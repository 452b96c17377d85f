use std::fmt;

use actix_web::error::BlockingError;
use actix_web::http::StatusCode;
use actix_web::{HttpResponse, ResponseError};
use serde_json::json;

/// Everything a request handler can fail with. Data-access code returns this
/// directly so the HTTP mapping lives in one place instead of being repeated
/// per handler.
#[derive(Debug)]
pub enum ApiError {
    /// A referenced resource does not exist; carries the resource kind.
    NotFound(&'static str),
    /// Duplicate email or duplicate booking pair.
    Conflict(String),
    /// Malformed request field.
    Validation(String),
    Database(diesel::result::Error),
    Pool(r2d2::Error),
    Canceled,
}

impl ApiError {
    pub fn not_found(kind: &'static str) -> Self {
        ApiError::NotFound(kind)
    }

    pub fn conflict(message: impl Into<String>) -> Self {
        ApiError::Conflict(message.into())
    }

    pub fn validation(message: impl Into<String>) -> Self {
        ApiError::Validation(message.into())
    }
}

impl fmt::Display for ApiError {
    fn fmt(&self, f: &mut fmt::Formatter<'_>) -> fmt::Result {
        match self {
            ApiError::NotFound(kind) => write!(f, "{} not found", kind),
            ApiError::Conflict(message) | ApiError::Validation(message) => f.write_str(message),
            ApiError::Database(e) => write!(f, "database error: {}", e),
            ApiError::Pool(e) => write!(f, "connection pool error: {}", e),
            ApiError::Canceled => f.write_str("blocking operation was canceled"),
        }
    }
}

impl std::error::Error for ApiError {
    fn source(&self) -> Option<&(dyn std::error::Error + 'static)> {
        match self {
            ApiError::Database(e) => Some(e),
            ApiError::Pool(e) => Some(e),
            _ => None,
        }
    }
}

impl ResponseError for ApiError {
    fn status_code(&self) -> StatusCode {
        match self {
            ApiError::NotFound(_) => StatusCode::NOT_FOUND,
            ApiError::Conflict(_) => StatusCode::CONFLICT,
            ApiError::Validation(_) => StatusCode::UNPROCESSABLE_ENTITY,
            ApiError::Database(_) | ApiError::Pool(_) | ApiError::Canceled => {
                StatusCode::INTERNAL_SERVER_ERROR
            }
        }
    }

    fn error_response(&self) -> HttpResponse {
        let status = self.status_code();
        if status == StatusCode::INTERNAL_SERVER_ERROR {
            log::error!("request failed: {}", self);
            return HttpResponse::build(status).json(json!({ "message": "internal server error" }));
        }
        HttpResponse::build(status).json(json!({ "message": self.to_string() }))
    }
}

impl From<diesel::result::Error> for ApiError {
    fn from(e: diesel::result::Error) -> Self {
        ApiError::Database(e)
    }
}

impl From<r2d2::Error> for ApiError {
    fn from(e: r2d2::Error) -> Self {
        ApiError::Pool(e)
    }
}

impl From<BlockingError> for ApiError {
    fn from(_: BlockingError) -> Self {
        ApiError::Canceled
    }
}

#[cfg(test)]
mod tests {
    use super::*;

    #[test]
    fn not_found_maps_to_404_and_names_the_resource() {
        let err = ApiError::not_found("Conference");
        assert_eq!(err.status_code(), StatusCode::NOT_FOUND);
        assert_eq!(err.to_string(), "Conference not found");
    }

    #[test]
    fn conflict_maps_to_409() {
        let err = ApiError::conflict("employee is already booked into this conference");
        assert_eq!(err.status_code(), StatusCode::CONFLICT);
    }

    #[test]
    fn validation_maps_to_422() {
        let err = ApiError::validation("name must not be empty");
        assert_eq!(err.status_code(), StatusCode::UNPROCESSABLE_ENTITY);
    }

    #[test]
    fn internal_failures_map_to_500() {
        let err = ApiError::from(diesel::result::Error::BrokenTransactionManager);
        assert_eq!(err.status_code(), StatusCode::INTERNAL_SERVER_ERROR);
        assert_eq!(ApiError::Canceled.status_code(), StatusCode::INTERNAL_SERVER_ERROR);
    }
}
#####
- **ACTION ITEM**: An exact transcription of all the material above is the expected answer.

- **RESPONSE TO THIS TASK**:
repository 452b96c17377d85f
use std::fmt;

use actix_web::error::BlockingError;
use actix_web::http::StatusCode;
use actix_web::{HttpResponse, ResponseError};
use serde_json::json;

/// Everything a request handler can fail with. Data-access code returns this
/// directly so the HTTP mapping lives in one place instead of being repeated
/// per handler.
#[derive(Debug)]
pub enum ApiError {
    /// A referenced resource does not exist; carries the resource kind.
    NotFound(&'static str),
    /// Duplicate email or duplicate booking pair.
    Conflict(String),
    /// Malformed request field.
    Validation(String),
    Database(diesel::result::Error),
    Pool(r2d2::Error),
    Canceled,
}

impl ApiError {
    pub fn not_found(kind: &'static str) -> Self {
        ApiError::NotFound(kind)
    }

    pub fn conflict(message: impl Into<String>) -> Self {
        ApiError::Conflict(message.into())
    }

    pub fn validation(message: impl Into<String>) -> Self {
        ApiError::Validation(message.into())
    }
}

impl fmt::Display for ApiError {
    fn fmt(&self, f: &mut fmt::Formatter<'_>) -> fmt::Result {
        match self {
            ApiError::NotFound(kind) => write!(f, "{} not found", kind),
            ApiError::Conflict(message) | ApiError::Validation(message) => f.write_str(message),
            ApiError::Database(e) => write!(f, "database error: {}", e),
            ApiError::Pool(e) => write!(f, "connection pool error: {}", e),
            ApiError::Canceled => f.write_str("blocking operation was canceled"),
        }
    }
}

impl std::error::Error for ApiError {
    fn source(&self) -> Option<&(dyn std::error::Error + 'static)> {
        match self {
            ApiError::Database(e) => Some(e),
            ApiError::Pool(e) => Some(e),
            _ => None,
        }
    }
}

impl ResponseError for ApiError {
    fn status_code(&self) -> StatusCode {
        match self {
            ApiError::NotFound(_) => StatusCode::NOT_FOUND,
            ApiError::Conflict(_) => StatusCode::CONFLICT,
            ApiError::Validation(_) => StatusCode::UNPROCESSABLE_ENTITY,
            ApiError::Database(_) | ApiError::Pool(_) | ApiError::Canceled => {
                StatusCode::INTERNAL_SERVER_ERROR
            }
        }
    }

    fn error_response(&self) -> HttpResponse {
        let status = self.status_code();
        if status == StatusCode::INTERNAL_SERVER_ERROR {
            log::error!("request failed: {}", self);
            return HttpResponse::build(status).json(json!({ "message": "internal server error" }));
        }
        HttpResponse::build(status).json(json!({ "message": self.to_string() }))
    }
}

impl From<diesel::result::Error> for ApiError {
    fn from(e: diesel::result::Error) -> Self {
        ApiError::Database(e)
    }
}

impl From<r2d2::Error> for ApiError {
    fn from(e: r2d2::Error) -> Self {
        ApiError::Pool(e)
    }
}

impl From<BlockingError> for ApiError {
    fn from(_: BlockingError) -> Self {
        ApiError::Canceled
    }
}

#[cfg(test)]
mod tests {
    use super::*;

    #[test]
    fn not_found_maps_to_404_and_names_the_resource() {
        let err = ApiError::not_found("Conference");
        assert_eq!(err.status_code(), StatusCode::NOT_FOUND);
        assert_eq!(err.to_string(), "Conference not found");
    }

    #[test]
    fn conflict_maps_to_409() {
        let err = ApiError::conflict("employee is already booked into this conference");
        assert_eq!(err.status_code(), StatusCode::CONFLICT);
    }

    #[test]
    fn validation_maps_to_422() {
        let err = ApiError::validation("name must not be empty");
        assert_eq!(err.status_code(), StatusCode::UNPROCESSABLE_ENTITY);
    }

    #[test]
    fn internal_failures_map_to_500() {
        let err = ApiError::from(diesel::result::Error::BrokenTransactionManager);
        assert_eq!(err.status_code(), StatusCode::INTERNAL_SERVER_ERROR);
        assert_eq!(ApiError::Canceled.status_code(), StatusCode::INTERNAL_SERVER_ERROR);
    }
}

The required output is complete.